I’m watching the White House press briefing right now, and I get the distinct feeling that Jay Carney — the President’s mouthpiece — is walking back the gun control rhetoric that the president has been spouting. He keeps talking about how gun control is “one of the pieces” and how the president is looking at improving existing laws and only possibly new laws. It really looks like Jay is laying the ground work for a drastically scaled back assault on the 2nd Amendment than we were expecting, and part of that may have to do with money . . .
On Sunday night, Speaker Boehner (Republican leader of the House) started giving ground on the fiscal cliff negotiations. There was talk of putting some of President Obama’s tax increases into the budget, something that we hadn’t quite seen yet in the negotiations. It was President Obama’s big talking point during the campaign, his tax on the wealthy to support some of the entitlements that Americans have come to expect, and something that I’m sure the Republicans wanted to keep out of the budget in order to “stick it” to the President for winning.

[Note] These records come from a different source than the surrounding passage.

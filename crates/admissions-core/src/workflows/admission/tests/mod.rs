mod common;
mod titles;
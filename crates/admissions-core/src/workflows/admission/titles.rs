use std::collections::BTreeMap;

use serde::{Deserialize, Serialize};

use super::domain::{ExperienceId, ExperienceType};
use super::profile::{ActivityType, CandidateSnapshot};

/// Key of one selectable access title.
#[derive(Debug, Clone, PartialEq, Eq, PartialOrd, Ord, Serialize, Deserialize)]
pub struct AccessTitleKey {
    pub experience: ExperienceId,
    pub kind: ExperienceType,
}

/// A prior experience designated (or designatable) as the legal basis of
/// admission.
#[derive(Debug, Clone, PartialEq, Eq, Serialize, Deserialize)]
pub struct AccessTitle {
    pub experience: ExperienceId,
    pub kind: ExperienceType,
    pub selected: bool,
    pub valid_for_admission: bool,
}

/// Selection state of the case's access titles.
///
/// Selection records are not pruned when an experience disappears from the
/// candidate profile; stale records are excluded at read time instead, so
/// deleting one aggregate never mutates another.
#[derive(Debug, Clone, Default, PartialEq, Serialize, Deserialize)]
pub struct AccessTitleSelector {
    selections: BTreeMap<AccessTitleKey, bool>,
}

impl AccessTitleSelector {
    /// Idempotent toggle of one experience's selection flag.
    pub fn select(&mut self, experience: ExperienceId, kind: ExperienceType, selected: bool) {
        self.selections
            .insert(AccessTitleKey { experience, kind }, selected);
    }

    fn is_selected(&self, experience: &ExperienceId, kind: ExperienceType) -> bool {
        self.selections
            .get(&AccessTitleKey {
                experience: experience.clone(),
                kind,
            })
            .copied()
            .unwrap_or(false)
    }

    /// Every title the candidate could designate, in the case's experience
    /// chronology (most recent first), with the current selection flags.
    /// Experiences no longer present in the snapshot are omitted even when a
    /// stale selection record remains.
    pub fn selectable_titles(&self, snapshot: &CandidateSnapshot) -> Vec<AccessTitle> {
        let mut academic: Vec<_> = snapshot.academic_experiences.iter().collect();
        academic.sort_by(|a, b| b.end_year.cmp(&a.end_year));

        let mut non_academic: Vec<_> = snapshot.non_academic_experiences.iter().collect();
        non_academic.sort_by(|a, b| b.end.cmp(&a.end));

        let mut titles = Vec::new();
        for experience in academic {
            titles.push(AccessTitle {
                experience: experience.id.clone(),
                kind: ExperienceType::Academic,
                selected: self.is_selected(&experience.id, ExperienceType::Academic),
                valid_for_admission: experience.obtained_diploma,
            });
        }
        for experience in non_academic {
            titles.push(AccessTitle {
                experience: experience.id.clone(),
                kind: ExperienceType::NonAcademic,
                selected: self.is_selected(&experience.id, ExperienceType::NonAcademic),
                valid_for_admission: matches!(
                    experience.activity,
                    ActivityType::Work | ActivityType::Internship
                ),
            });
        }
        titles
    }

    /// The currently selected titles, stale selections excluded.
    pub fn selected_titles(&self, snapshot: &CandidateSnapshot) -> Vec<AccessTitle> {
        self.selectable_titles(snapshot)
            .into_iter()
            .filter(|title| title.selected)
            .collect()
    }

    pub fn has_selection(&self, snapshot: &CandidateSnapshot) -> bool {
        !self.selected_titles(snapshot).is_empty()
    }
}
use serde::{Deserialize, Serialize};

use super::domain::{AcademicYear, FormationId, ScholarshipId};

/// Program descriptor as exposed by the institution's catalog.
#[derive(Debug, Clone, PartialEq, Eq, Serialize, Deserialize)]
pub struct Formation {
    pub id: FormationId,
    pub title: String,
    pub campus: String,
}

#[derive(Debug, Clone, PartialEq, Eq, Serialize, Deserialize)]
pub struct Scholarship {
    pub id: ScholarshipId,
    pub short_name: String,
}

/// Pure read services the engine queries for reference data.
pub trait ReferenceData: Send + Sync {
    /// The academic year currently open for intake. Validation deliberately
    /// keys off the case's formation year instead, so a case opened for one
    /// year is never re-judged against the next one.
    fn current_academic_year(&self) -> AcademicYear;
    fn formation(&self, id: &FormationId) -> Option<Formation>;
    fn scholarships(&self, ids: &[ScholarshipId]) -> Vec<Scholarship>;
}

But they gave ground. They’re talking about including it, letting President Obama get his win on the budget and keep his campaign promise.
Following the events of Friday, a bunch of new polls went into the field to test the waters for increased gun control. In the immediate aftermath of the shooting, when people were still reeling from what happened, increased gun control went from something supported by only 39% of respondents to 57%.
You’d think that would mean a green light for politicians to go ahead and make whatever laws they want, but a closer look at the polling numbers reveals only a very slim majority in favor of an assault weapons ban, 52%. High capacity magazine bans only got a 2 point bump to 59%
What the polls show is that while the public thinks something must be done, it looks like they favor stricter enforcement of existing laws rather than new ones. In fact, 57% of responses indicated that they preferred stricter enforcement while 40% wanted new laws.
These numbers were calculated during a period when the shock of the event was still greatest. People were still mad and didn’t have time to let their rational thoughts catch up. And yet, the numbers still reveal a country that values its access to firearms for self defense.
I get the feeling that the politicians are seeing the writing on the wall. These numbers will normalize, dropping back down closer to the pre-shooting levels in a couple months, and possibly further by the time their re-election rolls around.
But the thing that people will remember and keep watching is the budget and how it impacts their taxes. It looks to me like the Republicans are offering the Democrats a carrot, hoping to trade some political gains in the budget for staying away from the topic of gun control in legislation.
From what I can see, I would expect closure of the “gun show loophole” to be the most likely legislation to come out of this whole mess — an end to private sales of firearms. Possibly a high capacity magazine ban if Dianne Feinstein can rabble rouse enough votes. But from the rhetoric here on Tuesday morning, it looks like the big changes are off the table.
Or I could just be overly optimistic.